In this column, we discover more about our Baptist whānau, meeting someone in our team of 40,000 each post. This week we are getting to know Rachel Murray, Regional Leader of the Otago & Southland Baptist Association.

What is something you think everyone should experience at least once in their life? 

See something of your own country if possible. Get out of your own town/city/region – go to another island. Get off the main roads, and check out where that gravel road goes. 

If you could be a pro at any one thing, what would it be? 

Travel – just to get out there and see and experience different things. 

What is a random interest that has completely nothing to do with your study or work? 

Genealogy. I did my DNA test some years ago (with some scepticism, but it does actually work!), and the resulting connections have been fascinating. There’s something quite special and important about identifying links and understanding your whakapapa. Learning the stories of your family history and the experiences and situations that shaped ancestors and, thus, current generations. 

What is the oddest fact you know?

Gorse seeds can lie dormant for decades and often require trauma (like fire) to germinate (Is that odd? Dunno but it is a fact!). Also, if you pluck very young soft gorse seedlings from the wild and replant/repot where you want them, you can recreate wild conditions to do whatever experiments you need to in order to learn better how to kill them! I know - I did it for seven years!

What is the most boring thing you’ve ever done?

Checking thousands of Prayer & Self Denial receptacles for live insects before they were released to churches because they had not been fumigated on arrival as planned. Yes, we did find live foreign spiders and bugs. No, I didn’t do it all alone – we commandeered student help – but still! 

What is your favourite way of connecting with God?

Out amongst nature – particularly where there is water. Mind you, urban people-watching can also generate some interesting dialogue with God!

Can you describe a significant moment when you experienced God’s love?

Twenty-four years ago, in South India (I was there on a nine-month short-term mission experience). All water supply to my home had dried up for weeks, animal carcasses had been discovered in my water tank, and other options were limited. At the same time, spiritual oppression was very real with the students I was working with under attack. Whilst the challenges of each situation did not resolve themselves quickly, I had a deep sense of God’s presence and love. I knew without a doubt that he had it all under control, which enabled me to release the stress of it all. And incredibly, I never got sick from the water issues! 
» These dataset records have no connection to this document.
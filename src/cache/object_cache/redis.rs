use async_trait::async_trait;
use redis::{AsyncCommands, aio::MultiplexedConnection};
use tracing::{debug, error, warn};

use crate::cache::{CacheResult, ObjectCache};
use crate::config::AppConfig;
use crate::declare_object_cache_plugin;

declare_object_cache_plugin!("redis", RedisObjectCache);

pub struct RedisObjectCache {
    client: redis::Client,
    key_prefix: String,
    default_ttl: u64,
}

impl RedisObjectCache {
    pub fn new() -> Result<Self, String> {
        let config = AppConfig::get();
        let redis_config = &config.cache.redis;

        let client = redis::Client::open(redis_config.url.as_str())
            .map_err(|e| format!("Invalid Redis URL '{}': {e}", redis_config.url))?;

        // 启动时做一次 PING，失败则由启动流程回退到内存缓存
        let mut conn = client
            .get_connection()
            .map_err(|e| format!("Redis connection failed: {e}"))?;
        let pong: String = redis::cmd("PING")
            .query(&mut conn)
            .map_err(|e| format!("Redis ping failed: {e}"))?;
        debug!(
            "Redis reachable ({}), prefix '{}', TTL {}s",
            pong, redis_config.key_prefix, config.cache.default_ttl
        );

        Ok(Self {
            client,
            key_prefix: redis_config.key_prefix.clone(),
            default_ttl: config.cache.default_ttl,
        })
    }

    async fn connection(&self) -> Option<MultiplexedConnection> {
        match self.client.get_multiplexed_async_connection().await {
            Ok(conn) => Some(conn),
            Err(e) => {
                error!("Failed to get Redis connection: {}", e);
                None
            }
        }
    }

    fn make_key(&self, key: &str) -> String {
        format!("{}{}", self.key_prefix, key)
    }
}

#[async_trait]
impl ObjectCache for RedisObjectCache {
    async fn get_raw(&self, key: &str) -> CacheResult<String> {
        let Some(mut conn) = self.connection().await else {
            return CacheResult::ExistsButNoValue;
        };

        match conn.get::<_, Option<String>>(self.make_key(key)).await {
            Ok(Some(data)) => CacheResult::Found(data),
            Ok(None) => CacheResult::NotFound,
            Err(e) => {
                error!("Failed to get key '{}': {}", key, e);
                CacheResult::ExistsButNoValue
            }
        }
    }

    async fn insert_raw(&self, key: String, value: String, ttl: u64) {
        let Some(mut conn) = self.connection().await else {
            return;
        };
        let ttl = if ttl == 0 { self.default_ttl } else { ttl };

        if let Err(e) = conn
            .set_ex::<String, String, ()>(self.make_key(&key), value, ttl)
            .await
        {
            error!("Failed to insert key '{}' into cache: {}", key, e);
        }
    }

    async fn remove(&self, key: &str) {
        let Some(mut conn) = self.connection().await else {
            return;
        };
        if let Err(e) = conn.del::<String, i32>(self.make_key(key)).await {
            error!("Failed to remove key '{}': {}", key, e);
        }
    }

    async fn invalidate_all(&self) {
        warn!("RedisObjectCache does not implement invalidate_all");
    }
}
pub mod entities;
pub mod requests;
pub mod responses;
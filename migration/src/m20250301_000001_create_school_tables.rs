use sea_orm_migration::prelude::*;

#[derive(DeriveMigrationName)]
pub struct Migration;
use serde::{Deserialize, Serialize};

/// 应用配置结构体
#[derive(Debug, Clone, Serialize, Deserialize)]
pub struct AppConfig {
    pub app: AppSettings,
    pub server: ServerConfig,
    pub jwt: JwtConfig,
    pub argon2: Argon2Config,
    pub database: DatabaseConfig,
    pub cache: CacheConfig,
    pub cors: CorsConfig,
}

/// 应用设置
#[derive(Debug, Clone, Serialize, Deserialize)]
pub struct AppSettings {
    pub system_name: String,
    pub environment: String,
    pub log_level: String,
    /// 当前学年，创建班级和授课安排时的默认值
    pub school_year: i32,
}

/// 服务器配置
#[derive(Debug, Clone, Serialize, Deserialize)]
pub struct ServerConfig {
    pub host: String,
    pub port: u16,
    pub unix_socket_path: String,
    pub workers: usize,
    pub max_workers: usize,
    pub timeouts: TimeoutConfig,
    pub limits: LimitConfig,
}

/// 超时配置
#[derive(Debug, Clone, Serialize, Deserialize)]
pub struct TimeoutConfig {
    pub client_request: u64,
    pub client_disconnect: u64,
    pub keep_alive: u64,
}

#[derive(Debug, Clone, Serialize, Deserialize)]
pub struct LimitConfig {
    pub max_payload_size: usize,
}

/// JWT 配置
#[derive(Debug, Clone, Serialize, Deserialize)]
pub struct JwtConfig {
    #[serde(skip_serializing, default)] // 不序列化到JSON响应中
    pub secret: String,
    pub access_token_expiry: i64,
    pub refresh_token_expiry: i64,
    pub refresh_token_remember_me_expiry: i64,
}

/// Argon2 参数
#[derive(Debug, Clone, Serialize, Deserialize)]
pub struct Argon2Config {
    pub memory_cost: u32,
    pub time_cost: u32,
    pub parallelism: u32,
}

impl Default for Argon2Config {
    fn default() -> Self {
        Self {
            memory_cost: 19456,
            time_cost: 2,
            parallelism: 1,
        }
    }
}

/// 数据库配置
#[derive(Debug, Clone, Serialize, Deserialize)]
pub struct DatabaseConfig {
    pub url: String,    // 数据库连接 URL（从 scheme 自动推断类型）
    pub pool_size: u32, // 连接池大小
    pub timeout: u64,   // 连接超时 (秒)
}

/// 缓存配置
#[derive(Debug, Clone, Serialize, Deserialize)]
pub struct CacheConfig {
    #[serde(rename = "type")]
    pub cache_type: String,
    pub default_ttl: u64,
    pub redis: RedisConfig,
    pub memory: MemoryConfig,
}

#[derive(Debug, Clone, Serialize, Deserialize)]
pub struct RedisConfig {
    pub url: String,
    pub key_prefix: String,
    pub pool_size: u64,
}

#[derive(Debug, Clone, Serialize, Deserialize)]
pub struct MemoryConfig {
    pub max_capacity: u64,
}

/// CORS 配置
#[derive(Debug, Clone, Serialize, Deserialize)]
pub struct CorsConfig {
    pub allowed_origins: Vec<String>,
    pub allowed_methods: Vec<String>,
    pub allowed_headers: Vec<String>,
    pub max_age: usize,
}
What is your favourite thing about the neighbourhood where you live?

The people – friendly, supportive, down-to-earth, no-nonsense kind of folk – Christians and non-Christians alike (even a number of Baptists around me!). The view across Dunedin Harbour isn’t bad either! But I have to move. Praying the next location is as good. 

What do you love most about being Baptist?

The legacy of faith that we have. The fact that we are a connected body of churches that can and should draw on the support of each other. Our collegiality. The experience and wisdom to learn from those that have gone before. As a child in a Baptist church, I recall being in awe of some of our mission workers and pastors that I heard speak. Years later, those same people became colleagues and friends.